**What to produce:** The required output is a copy of each line in the material below that includes "source".

**Data extract:**
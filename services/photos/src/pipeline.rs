use crate::backup::{BackupStage, BackupTarget};
use crate::config::PipelineConfig;
use crate::queue::QueueError;
use crate::stage::{PhotoRef, PhotoSink, StageSnapshot};
use crate::staging::StagingStage;
use async_trait::async_trait;
use serde::Serialize;
use std::path::PathBuf;
use std::sync::Arc;
use tracing::info;

/// Backup stage feeding the staging stage.
pub struct Pipeline {
    backup: Arc<BackupStage>,
    staging: Arc<StagingStage>,
}

/// Counters for both stages
#[derive(Debug, Clone, Copy, Serialize)]
pub struct PipelineSnapshot {
    pub backup: StageSnapshot,
    pub backup_failures: u64,
    pub staging: StageSnapshot,
}

impl Pipeline {
    /// Build both stages and start their dispatchers.
    pub fn start(
        settings: &PipelineConfig,
        show_path: impl Into<PathBuf>,
        target: Arc<dyn BackupTarget>,
    ) -> Self {
        let staging = Arc::new(StagingStage::new(
            show_path,
            settings.staging_queue_size,
            settings.staging_dispatch,
        ));

        let backup = Arc::new(BackupStage::new(
            target,
            staging.clone(),
            settings.backup_queue_size,
            settings.backup_dispatch,
        ));

        Self { backup, staging }
    }

    /// Stop both stages, backup first, and wait for their dispatchers.
    ///
    /// Backup tasks still running when this returns may find staging closed;
    /// their photos stay in the upload directory.
    pub async fn shutdown(&self) {
        self.backup.shutdown();
        self.backup.join().await;

        self.staging.shutdown();
        self.staging.join().await;

        info!(stats = ?self.snapshot(), "Pipeline stopped");
    }

    pub fn snapshot(&self) -> PipelineSnapshot {
        PipelineSnapshot {
            backup: self.backup.stats(),
            backup_failures: self.backup.backup_failures(),
            staging: self.staging.stats(),
        }
    }

    pub fn backup(&self) -> &BackupStage {
        &self.backup
    }

    pub fn staging(&self) -> &StagingStage {
        &self.staging
    }
}

#[async_trait]
impl PhotoSink for Pipeline {
    async fn submit(&self, photo: PhotoRef) -> Result<(), QueueError> {
        self.backup.submit(photo).await
    }

    fn shutdown(&self) {
        self.backup.shutdown();
        self.staging.shutdown();
    }
}
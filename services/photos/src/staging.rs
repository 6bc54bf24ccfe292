use crate::naming::{make_unique, NamingCandidate};
use crate::queue::QueueError;
use crate::stage::{
    DispatchPolicy, PhotoRef, PhotoSink, Stage, StageError, StageHandler, StageSnapshot,
};
use async_trait::async_trait;
use std::io;
use std::path::{Path, PathBuf};
use std::sync::Arc;
use tracing::{debug, info, warn};

/// Final pipeline stage: moves photos into the slideshow directory.
///
/// Names are chosen with [`make_unique`], which checks for a free name and
/// then moves into it. That is only safe while a single task owns the
/// directory, so the default policy for this stage is
/// [`DispatchPolicy::Serial`].
pub struct StagingStage {
    stage: Stage,
    stage_dir: PathBuf,
}

struct Stager {
    stage_dir: PathBuf,
}

#[async_trait]
impl StageHandler for Stager {
    async fn handle(&self, photo: PhotoRef) -> Result<(), StageError> {
        let from = photo.into_path_buf();
        let candidate = NamingCandidate::from_path(&from);

        let to = match make_unique(&self.stage_dir, &candidate.base, &candidate.extension).await {
            Ok(to) => to,
            Err(source) => {
                return Err(StageError::Move {
                    to: self.stage_dir.join(candidate.file_name(0)),
                    from,
                    source,
                })
            }
        };

        if let Err(source) = move_file(&from, &to).await {
            return Err(StageError::Move { from, to, source });
        }

        info!(from = %from.display(), to = %to.display(), "Staged photo");
        Ok(())
    }
}

/// Rename, falling back to copy + remove only when the rename would cross
/// filesystems.
async fn move_file(from: &Path, to: &Path) -> io::Result<()> {
    let rename_err = match tokio::fs::rename(from, to).await {
        Ok(()) => return Ok(()),
        Err(e) if crosses_devices(&e) => e,
        Err(e) => return Err(e),
    };

    debug!(error = %rename_err, "Rename crosses filesystems, copying instead");

    if let Err(e) = tokio::fs::copy(from, to).await {
        discard_partial(to).await;
        return Err(e);
    }

    // Keep exactly one copy: the original stays if it cannot be removed.
    if let Err(e) = tokio::fs::remove_file(from).await {
        discard_partial(to).await;
        return Err(e);
    }

    Ok(())
}

fn crosses_devices(err: &io::Error) -> bool {
    err.kind() == io::ErrorKind::CrossesDevices
}

async fn discard_partial(path: &Path) {
    if let Err(e) = tokio::fs::remove_file(path).await {
        if e.kind() != io::ErrorKind::NotFound {
            warn!(path = %path.display(), error = %e, "Failed to remove partial copy");
        }
    }
}

impl StagingStage {
    /// Start the staging stage. `stage_dir` must already exist.
    pub fn new(stage_dir: impl Into<PathBuf>, capacity: usize, policy: DispatchPolicy) -> Self {
        let stage_dir = stage_dir.into();

        if policy == DispatchPolicy::Concurrent {
            warn!(
                dir = %stage_dir.display(),
                "Staging with concurrent dispatch; colliding names may overwrite each other"
            );
        }

        let stager = Arc::new(Stager {
            stage_dir: stage_dir.clone(),
        });
        let stage = Stage::spawn("staging", capacity, policy, stager);

        Self { stage, stage_dir }
    }

    pub fn stage_dir(&self) -> &Path {
        &self.stage_dir
    }

    /// Wait for the dispatcher to exit after [`PhotoSink::shutdown`].
    pub async fn join(&self) {
        self.stage.join().await;
    }

    pub fn stats(&self) -> StageSnapshot {
        self.stage.stats()
    }
}

#[async_trait]
impl PhotoSink for StagingStage {
    async fn submit(&self, photo: PhotoRef) -> Result<(), QueueError> {
        self.stage.submit(photo).await
    }

    fn shutdown(&self) {
        self.stage.shutdown();
    }
}
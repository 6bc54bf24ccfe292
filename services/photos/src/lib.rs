//! PhotoPi Photos Service
//!
//! Accepts photo uploads for the PhotoPi slideshow, names each one after its
//! EXIF capture time, copies it off-site and moves it into the slideshow
//! directory.
//!
//! ## Features
//!
//! - **Metadata-based Naming**: Photos are named `YYYY-MM-DD-HH-MM-SS.ext` from
//!   their capture time, falling back to the upload time, with `_N` suffixes
//!   on collision
//! - **Backpressured Pipeline**: Two bounded queues, each drained by its own
//!   dispatcher; producers wait when a queue is full
//! - **Pluggable Backup**: Log-only or S3 backup targets
//! - **Serialized Staging**: One photo at a time is moved into the slideshow
//!   directory, so naming decisions there never race
//!
//! ## Architecture
//!
//! ```text
//!  POST /photos                 Backup Stage                Staging Stage
//! ┌──────────────┐            ┌──────────────┐            ┌──────────────┐
//! │ Upload       │  submit    │ queue (25)   │  submit    │ queue (25)   │
//! │ Handler      │───────────▶│      │       │───────────▶│      │       │
//! └──────────────┘            │      ▼       │            │      ▼       │
//!        │                    │ task / photo │            │ one at a time│
//!        ▼                    └──────────────┘            └──────────────┘
//! ┌──────────────┐                   │                           │
//! │ ./piphotos   │                   ▼                           ▼
//! │ (create_new) │            ┌──────────────┐            ┌──────────────┐
//! └──────────────┘            │ Backup       │            │ ./slideshow  │
//!                             │ Target       │            │ (rename)     │
//!                             └──────────────┘            └──────────────┘
//! ```

pub mod api;
pub mod backup;
pub mod config;
pub mod naming;
pub mod pipeline;
pub mod queue;
pub mod stage;
pub mod staging;

pub use api::{create_router, start_api_server, AppState};
pub use backup::{BackupError, BackupStage, BackupTarget, LogBackup, S3Backup};
pub use config::Config;
pub use naming::{create_unique, derive_key, make_unique, NamingCandidate, NamingError};
pub use pipeline::{Pipeline, PipelineSnapshot};
pub use queue::{QueueError, WorkQueue};
pub use stage::{DispatchPolicy, PhotoRef, PhotoSink, Stage, StageError, StageSnapshot};
pub use staging::StagingStage;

**Task result:**
            Err(source) => {
                    source,
        if let Err(source) = move_file(&from, &to).await {
            return Err(StageError::Move { from, to, source });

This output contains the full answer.